Hey folks, looking for help on how to structure and track bank loans used for rental property purchases. Since Wave cant import this data, its been a little challenging for me to sort out how to track it properly outside the income statement (since mortgage costs are not operating expenses). Anyone have any quick tips for how to set this up?

Basically its a loan to begin with that gets transferred directly to the seller. We have the balance and just pay a principle and interest payment monthly.

Comments

  • MikegMikeg Member Posts: 995 ✭✭✭

    @mdkoch84,
    If you want to know the principal balance on a monthly basis then you would split the disbursement between Interest Expense and Mortgage Payable - XYZ. Follow the amortization schedule to obtain the monthly breakdown. Real Estate usually requires a journal entry to get everything from the closing statement on the books. Debits to Land, Building, Mortgage Costs, Escrows and credits to Mortgage Payable.

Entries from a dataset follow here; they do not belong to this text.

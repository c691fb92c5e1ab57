//! Session store implementations for Supportline.

pub mod in_memory;

#[cfg(feature = "sqlite")]
pub mod sqlite;

pub use in_memory::InMemorySessionStore;

#[cfg(feature = "sqlite")]
pub use sqlite::SqliteSessionStore;
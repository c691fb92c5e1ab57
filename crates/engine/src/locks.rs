//! Per-session mutual exclusion for chat turns.
//!
//! A chat turn holds its session's lock from the first read to the last
//! append, so two messages for the same session never interleave. Different
//! sessions never contend.

use std::collections::HashMap;
use std::sync::{Arc, Mutex};
use supportline_core::session::SessionId;
use tokio::sync::OwnedMutexGuard;
use tracing::debug;

/// Lock entries are pruned once the table grows past this size.
const PRUNE_THRESHOLD: usize = 1024;

type SessionLock = Arc<tokio::sync::Mutex<()>>;

#[derive(Default)]
pub struct SessionLocks {
    locks: Mutex<HashMap<SessionId, SessionLock>>,
}

impl SessionLocks {
    pub fn new() -> Self {
        Self::default()
    }

    /// Wait for exclusive access to `id`. Released when the guard drops.
    pub async fn acquire(&self, id: &SessionId) -> OwnedMutexGuard<()> {
        let lock = {
            let mut locks = self.locks.lock().unwrap_or_else(|e| e.into_inner());
            if locks.len() > PRUNE_THRESHOLD {
                Self::prune(&mut locks);
            }
            locks.entry(id.clone()).or_default().clone()
        };
        lock.lock_owned().await
    }

    /// Number of tracked sessions.
    pub fn len(&self) -> usize {
        self.locks.lock().unwrap_or_else(|e| e.into_inner()).len()
    }

    pub fn is_empty(&self) -> bool {
        self.len() == 0
    }

    /// Drop entries nobody holds or waits on.
    fn prune(locks: &mut HashMap<SessionId, SessionLock>) {
        let before = locks.len();
        locks.retain(|_, lock| Arc::strong_count(lock) > 1);
        debug!(before, after = locks.len(), "Pruned idle session locks");
    }
}

#[cfg(test)]
mod tests {
    use super::*;
    use std::time::Duration;

    #[tokio::test]
    async fn same_session_is_serialized() {
        let locks = Arc::new(SessionLocks::new());
        let id = SessionId::from("s1");
        let order = Arc::new(Mutex::new(Vec::new()));

        let guard = locks.acquire(&id).await;

        let waiter = {
            let locks = locks.clone();
            let id = id.clone();
            let order = order.clone();
            tokio::spawn(async move {
                let _g = locks.acquire(&id).await;
                order.lock().unwrap().push("second");
            })
        };

        tokio::time::sleep(Duration::from_millis(20)).await;
        order.lock().unwrap().push("first");
        drop(guard);
        waiter.await.unwrap();

        assert_eq!(*order.lock().unwrap(), vec!["first", "second"]);
    }

    #[tokio::test]
    async fn different_sessions_do_not_block() {
        let locks = SessionLocks::new();
        let _a = locks.acquire(&SessionId::from("a")).await;
        let b = tokio::time::timeout(
            Duration::from_millis(100),
            locks.acquire(&SessionId::from("b")),
        )
        .await;
        assert!(b.is_ok());
        assert_eq!(locks.len(), 2);
    }

    #[test]
    fn prune_keeps_held_locks() {
        let mut map: HashMap<SessionId, SessionLock> = HashMap::new();
        let held: SessionLock = Arc::default();
        map.insert(SessionId::from("held"), held.clone());
        map.insert(SessionId::from("idle"), Arc::default());

        SessionLocks::prune(&mut map);
        assert_eq!(map.len(), 1);
        assert!(map.contains_key(&SessionId::from("held")));
    }
}
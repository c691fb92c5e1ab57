//! Prompt construction for chat replies and session summaries.

use crate::context::{ContextWindow, render_transcript};
use supportline_core::message::Message;
use supportline_core::session::Turn;

/// The fixed reply used whenever a session is handed to a human.
pub const ESCALATION_REPLY: &str =
    "I'm escalating this issue to a human support agent. Please wait while I connect you.";

/// The fixed reply used when the provider cannot produce an answer.
pub const DEGRADED_REPLY: &str =
    "I'm having trouble reaching the support system right now. Please try again later.";

/// Persona and formatting rules for chat replies.
pub fn system_prompt(assistant_name: &str) -> String {
    format!(
        "You are {assistant_name}, a friendly and professional customer support assistant.\n\
         Rules for every reply:\n\
         1) Do not open with filler such as 'Great!', 'Okay' or 'Sure'.\n\
         2) Answer directly in one to three sentences.\n\
         3) Put multiple items (steps, options, features) in a short numbered list or bullets, one sentence each.\n\
         4) Close with a brief question offering the next step.\n\
         5) Keep the tone neutral and professional.\n\
         6) If you are uncertain or the issue needs a person, reply exactly: '{ESCALATION_REPLY}'"
    )
}

/// Messages for a chat reply: persona, prior context, then the new message.
pub fn chat_messages(assistant_name: &str, window: &ContextWindow, user_input: &str) -> Vec<Message> {
    let context = if window.is_empty() {
        "No prior context.".to_string()
    } else {
        window.render(assistant_name)
    };

    vec![
        Message::system(system_prompt(assistant_name)),
        Message::user(format!(
            "Conversation context:\n{context}\n\nCustomer: {user_input}\n{assistant_name}:"
        )),
    ]
}

/// Messages asking for a one-line summary and up to three next actions.
pub fn summary_messages(assistant_name: &str, turns: &[Turn]) -> Vec<Message> {
    vec![
        Message::system(format!(
            "You are {assistant_name}, an assistant that summarizes support conversations. \
             Produce a compact one-line summary, then three concise next actions as bullets."
        )),
        Message::user(format!(
            "Conversation:\n{}\n\nOutput format:\nSUMMARY:\n- <one line summary>\nNEXT_ACTIONS:\n- action1\n- action2\n- action3",
            render_transcript(turns, assistant_name)
        )),
    ]
}
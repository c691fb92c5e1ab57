//! `supportline onboard`: First-time setup.

use anyhow::Result;
use supportline_config::AppConfig;

const SAMPLE_FAQS: &str = r#"[
  {
    "question": "store hours",
    "answer": "We are open 9-5 Mon-Fri",
    "keywords": ["opening hours", "open"]
  },
  {
    "question": "How do I reset my password?",
    "answer": "Use the 'Forgot password' link on the sign-in page and follow the email we send you.",
    "keywords": ["password", "locked out"]
  },
  {
    "question": "What is your refund policy?",
    "answer": "Refunds are available within 30 days of purchase.",
    "keywords": ["refund", "money back"]
  }
]
"#;

pub async fn run() -> Result<()> {
    let config_dir = AppConfig::config_dir();
    let config_path = config_dir.join("config.toml");

    println!("Supportline, first-time setup");
    println!("=============================\n");

    if config_dir.exists() {
        println!("  Config directory exists: {}", config_dir.display());
    } else {
        std::fs::create_dir_all(&config_dir)?;
        println!("  Created config directory: {}", config_dir.display());
    }

    let config = AppConfig::default();
    let faq_path = std::path::PathBuf::from(&config.faq.path);
    if faq_path.exists() {
        println!("  FAQ file exists: {}", faq_path.display());
    } else {
        std::fs::write(&faq_path, SAMPLE_FAQS)?;
        println!("  Created sample FAQ file: {}", faq_path.display());
    }

    if config_path.exists() {
        println!("\n  Config already exists at: {}", config_path.display());
        println!("  Edit it manually or delete and re-run onboard.\n");
    } else {
        std::fs::write(&config_path, AppConfig::default_toml())?;
        println!("  Created config.toml at: {}", config_path.display());
        println!("\n  Next steps:");
        println!("   1. Set GEMINI_API_KEY or add api_key to {}", config_path.display());
        println!("   2. Edit {} with your own questions", faq_path.display());
        println!("   3. Run: supportline chat\n");
    }

    Ok(())
}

Many times there are miscellaneous items such as taxes and insurance which would be debited or credited depending on the closing statement.

  • mdkoch84mdkoch84 Member Posts: 7

    @Mikeg So is "Mortgage Payable - XYZ" a loan under "Loan and Line of Credit"? I believe I follow what your saying, so thank you!

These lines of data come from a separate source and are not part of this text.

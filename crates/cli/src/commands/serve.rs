//! `supportline serve`: Start the HTTP gateway.

use std::path::Path;
use std::sync::Arc;

use anyhow::Result;
use supportline_core::event::DomainEvent;
use supportline_engine::Orchestrator;
use tokio::sync::broadcast::error::RecvError;
use tracing::{debug, info, warn};

use super::runtime;

pub async fn run(config_path: Option<&Path>, port_override: Option<u16>) -> Result<()> {
    let mut config = runtime::load_config(config_path)?;
    if let Some(port) = port_override {
        config.gateway.port = port;
    }

    let orchestrator = runtime::build_orchestrator(&config).await?;
    spawn_event_log(&orchestrator);

    println!("Supportline Gateway");
    println!("   Listening: {}:{}", config.gateway.host, config.gateway.port);
    println!("   Store:     {} ({})", config.store.backend, config.store.path);
    println!("   FAQ:       {} entries", orchestrator.matcher().len());

    supportline_gateway::start(&config, orchestrator)
        .await
        .map_err(|e| anyhow::anyhow!("Gateway failed: {e}"))?;

    Ok(())
}

/// Log escalations and degraded replies as they happen.
fn spawn_event_log(orchestrator: &Arc<Orchestrator>) {
    let mut events = orchestrator.subscribe();
    tokio::spawn(async move {
        loop {
            match events.recv().await {
                Ok(event) => match event.as_ref() {
                    DomainEvent::SessionEscalated {
                        session_id,
                        ticket_id,
                        reason,
                        created: true,
                        ..
                    } => {
                        info!(session_id = %session_id, ticket_id, reason = ?reason, "Ticket opened");
                    }
                    DomainEvent::ProviderDegraded {
                        session_id,
                        error_message,
                        ..
                    } => {
                        warn!(session_id = %session_id, error = %error_message, "Degraded reply sent");
                    }
                    other => debug!(event = ?other, "Domain event"),
                },
                Err(RecvError::Lagged(skipped)) => {
                    warn!(skipped, "Event log fell behind");
                }
                Err(RecvError::Closed) => break,
            }
        }
    });
}
//! The support session orchestrator.
//!
//! A chat turn walks a fixed sequence of states:
//!
//! `Received → EscalationChecked → FaqAttempted → (Generated | Skipped) →
//! Recorded → Responded`
//!
//! Every message produces exactly one [`ChatReply`] or one error. Provider
//! failures never surface as errors; they degrade to a fixed apology.

use crate::context::ContextWindow;
use crate::escalation::{EscalationPolicy, HeuristicEscalationPolicy};
use crate::faq::{DEFAULT_THRESHOLD, FaqMatcher, FuzzyFaqMatcher};
use crate::locks::SessionLocks;
use crate::postprocess::postprocess_reply;
use crate::prompt::{DEGRADED_REPLY, ESCALATION_REPLY, chat_messages};
use crate::sanitize::escape_markup;
use crate::summarizer::Summarizer;
use chrono::Utc;
use serde::Serialize;
use std::sync::Arc;
use std::time::Duration;
use supportline_config::AppConfig;
use supportline_core::decision::{EscalationDecision, EscalationReason};
use supportline_core::error::{Error, ProviderError, Result};
use supportline_core::event::{DomainEvent, EventBus};
use supportline_core::provider::{Provider, ProviderRequest, ProviderResponse};
use supportline_core::session::{
    Resolution, Session, SessionId, SessionOverview, Speaker, Summary, Ticket, Turn,
};
use supportline_core::store::SessionStore;
use tokio::sync::broadcast;
use tracing::{debug, info, warn};

/// Tunables for a chat turn.
#[derive(Debug, Clone)]
pub struct ChatSettings {
    pub model: String,
    pub temperature: f32,
    pub max_tokens: u32,
    pub assistant_name: String,
    pub context_turns: usize,
    pub max_message_chars: usize,
    pub provider_timeout: Duration,
    pub summary_window_turns: usize,
}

    edited December 21, 2021
  • MikegMikeg Member Posts: 995 ✭✭✭

    @mdkoch84,
    I would use Long Term Liabilities. Using the accounts under Loan and Line of Credit assumes it will be connected. Since it cannot, there is less flexibility to categorize transactions from the register.

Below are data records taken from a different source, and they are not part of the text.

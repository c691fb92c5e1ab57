//! Session, Turn, Ticket and Summary domain types.
//!
//! A session is the unit of conversation: an ordered, append-only list of
//! turns plus its escalation state. Sessions and tickets are owned by a
//! [`SessionStore`](crate::store::SessionStore); everything here is a plain
//! value that the store hands out by copy.

use crate::decision::EscalationReason;
use chrono::{DateTime, Utc};
use serde::{Deserialize, Serialize};
use std::str::FromStr;
use uuid::Uuid;

/// Opaque, server-generated session identifier.
#[derive(Debug, Clone, PartialEq, Eq, Hash, Serialize, Deserialize)]
#[serde(transparent)]
pub struct SessionId(pub String);

impl SessionId {
    pub fn new() -> Self {
        Self(Uuid::new_v4().to_string())
    }

    pub fn from(s: &str) -> Self {
        Self(s.to_string())
    }

    pub fn as_str(&self) -> &str {
        &self.0
    }
}

impl Default for SessionId {
    fn default() -> Self {
        Self::new()
    }
}

impl std::fmt::Display for SessionId {
    fn fmt(&self, f: &mut std::fmt::Formatter<'_>) -> std::fmt::Result {
        write!(f, "{}", self.0)
    }
}

/// Who spoke a turn.
#[derive(Debug, Clone, Copy, PartialEq, Eq, Serialize, Deserialize)]
#[serde(rename_all = "lowercase")]
pub enum Speaker {
    User,
    Assistant,
}

impl Speaker {
    pub fn as_str(&self) -> &'static str {
        match self {
            Speaker::User => "user",
            Speaker::Assistant => "assistant",
        }
    }
}

impl FromStr for Speaker {
    type Err = String;

    fn from_str(s: &str) -> Result<Self, Self::Err> {
        match s {
            "user" => Ok(Speaker::User),
            "assistant" => Ok(Speaker::Assistant),
            other => Err(format!("unknown speaker '{other}'")),
        }
    }
}

/// How an assistant turn was produced.
#[derive(Debug, Clone, Copy, PartialEq, Eq, Serialize, Deserialize)]
#[serde(rename_all = "lowercase")]
pub enum Resolution {
    /// Canonical FAQ answer
    Faq,
    /// Generative fallback answer
    Generated,
    /// Fixed apology after a provider failure
    Degraded,
    /// Escalation acknowledgement
    Escalated,
}

impl Resolution {
    pub fn as_str(&self) -> &'static str {
        match self {
            Resolution::Faq => "faq",
            Resolution::Generated => "generated",
            Resolution::Degraded => "degraded",
            Resolution::Escalated => "escalated",
        }
    }

    /// Whether the customer's question went without an authoritative answer.
    pub fn is_unresolved(&self) -> bool {
        matches!(self, Resolution::Generated | Resolution::Degraded)
    }
}

impl FromStr for Resolution {
    type Err = String;

    fn from_str(s: &str) -> Result<Self, Self::Err> {
        match s {
            "faq" => Ok(Resolution::Faq),
            "generated" => Ok(Resolution::Generated),
            "degraded" => Ok(Resolution::Degraded),
            "escalated" => Ok(Resolution::Escalated),
            other => Err(format!("unknown resolution '{other}'")),
        }
    }
}

/// One immutable entry in a session transcript.
#[derive(Debug, Clone, PartialEq, Serialize, Deserialize)]
pub struct Turn {
    /// Position in the session, starting at 1. Strictly increasing.
    pub seq: u64,
    pub speaker: Speaker,
    pub text: String,
    pub timestamp: DateTime<Utc>,
    /// Only set on assistant turns.
    #[serde(default, skip_serializing_if = "Option::is_none")]
    pub resolution: Option<Resolution>,
}

impl Turn {
    pub fn is_user(&self) -> bool {
        self.speaker == Speaker::User
    }
}

/// Whether a session has been handed to a human.
#[derive(Debug, Clone, Copy, Default, PartialEq, Eq, Serialize, Deserialize)]
#[serde(rename_all = "lowercase")]
pub enum EscalationStatus {
    #[default]
    None,
    Escalated,
}

impl EscalationStatus {
    pub fn as_str(&self) -> &'static str {
        match self {
            EscalationStatus::None => "none",
            EscalationStatus::Escalated => "escalated",
        }
    }
}

impl FromStr for EscalationStatus {
    type Err = String;

    fn from_str(s: &str) -> Result<Self, Self::Err> {
        match s {
            "none" => Ok(EscalationStatus::None),
            "escalated" => Ok(EscalationStatus::Escalated),
            other => Err(format!("unknown escalation status '{other}'")),
        }
    }
}

/// Ticket identifier, assigned monotonically by the store.
#[derive(Debug, Clone, Copy, PartialEq, Eq, Hash, PartialOrd, Ord, Serialize, Deserialize)]
#[serde(transparent)]
pub struct TicketId(pub u64);

impl std::fmt::Display for TicketId {
    fn fmt(&self, f: &mut std::fmt::Formatter<'_>) -> std::fmt::Result {
        write!(f, "{}", self.0)
    }
}

#[derive(Debug, Clone, Copy, PartialEq, Eq, Serialize, Deserialize)]
#[serde(rename_all = "lowercase")]
pub enum TicketStatus {
    Open,
    Pending,
    Resolved,
}

impl TicketStatus {
    pub fn as_str(&self) -> &'static str {
        match self {
            TicketStatus::Open => "open",
            TicketStatus::Pending => "pending",
            TicketStatus::Resolved => "resolved",
        }
    }

    /// Open and pending tickets both block a new ticket for the same session.
    pub fn is_unresolved(&self) -> bool {
        !matches!(self, TicketStatus::Resolved)
    }
}

impl FromStr for TicketStatus {
    type Err = String;

    fn from_str(s: &str) -> Result<Self, Self::Err> {
        match s {
            "open" => Ok(TicketStatus::Open),
            "pending" => Ok(TicketStatus::Pending),
            "resolved" => Ok(TicketStatus::Resolved),
            other => Err(format!("unknown ticket status '{other}'")),
        }
    }
}

/// A hand-off of a session to a human agent.
#[derive(Debug, Clone, PartialEq, Serialize, Deserialize)]
pub struct Ticket {
    pub id: TicketId,
    pub session_id: SessionId,
    pub status: TicketStatus,
    pub reason: EscalationReason,
    #[serde(default, skip_serializing_if = "Option::is_none")]
    pub summary: Option<String>,
    pub created_at: DateTime<Utc>,
}

/// Condensed view of a session with suggested follow-ups.
#[derive(Debug, Clone, PartialEq, Serialize, Deserialize)]
pub struct Summary {
    pub summary: String,
    pub next_actions: Vec<String>,
}

/// A single support conversation.
#[derive(Debug, Clone, Serialize, Deserialize)]
pub struct Session {
    pub id: SessionId,
    pub turns: Vec<Turn>,
    pub escalation: EscalationStatus,
    #[serde(default, skip_serializing_if = "Option::is_none")]
    pub ticket_id: Option<TicketId>,
    #[serde(default, skip_serializing_if = "Option::is_none")]
    pub summary: Option<Summary>,
    pub created_at: DateTime<Utc>,
    pub updated_at: DateTime<Utc>,
}

impl Session {
    /// Create an empty session with a fresh id.
    pub fn new() -> Self {
        let now = Utc::now();
        Self {
            id: SessionId::new(),
            turns: Vec::new(),
            escalation: EscalationStatus::None,
            ticket_id: None,
            summary: None,
            created_at: now,
            updated_at: now,
        }
    }

    pub fn is_escalated(&self) -> bool {
        self.escalation == EscalationStatus::Escalated
    }

    pub fn is_empty(&self) -> bool {
        self.turns.is_empty()
    }

    /// The sequence number the next appended turn will receive.
    pub fn next_seq(&self) -> u64 {
        self.turns.last().map(|t| t.seq + 1).unwrap_or(1)
    }

    /// The last `n` turns, oldest first.
    pub fn recent_turns(&self, n: usize) -> &[Turn] {
        let start = self.turns.len().saturating_sub(n);
        &self.turns[start..]
    }

    pub fn user_turn_count(&self) -> usize {
        self.turns.iter().filter(|t| t.is_user()).count()
    }

    pub fn overview(&self) -> SessionOverview {
        SessionOverview {
            id: self.id.clone(),
            turn_count: self.turns.len(),
            escalation: self.escalation,
            ticket_id: self.ticket_id,
            created_at: self.created_at,
            updated_at: self.updated_at,
        }
    }
}

impl Default for Session {
    fn default() -> Self {
        Self::new()
    }
}

/// Lightweight listing row for admin export.
#[derive(Debug, Clone, PartialEq, Serialize, Deserialize)]
pub struct SessionOverview {
    pub id: SessionId,
    pub turn_count: usize,
    pub escalation: EscalationStatus,
    #[serde(default, skip_serializing_if = "Option::is_none")]
    pub ticket_id: Option<TicketId>,
    pub created_at: DateTime<Utc>,
    pub updated_at: DateTime<Utc>,
}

  • mdkoch84mdkoch84 Member Posts: 7

    @Mikeg thanks for your help! For real estate, I believe technically we want interest to not be part of the net profit equation (or operating expense). I dont see any way to separate it out. Any ideas? or just something I need to do outside Wave?

  • MikegMikeg Member Posts: 995 ✭✭✭

    @mdkoch84,
    Interest Expense is an operating expense. Wave does not generate an income statement in a format that you typically see when financial statements are audited by a public accounting firms. Nevertheless, interest is still an expense regardless of where it is presented.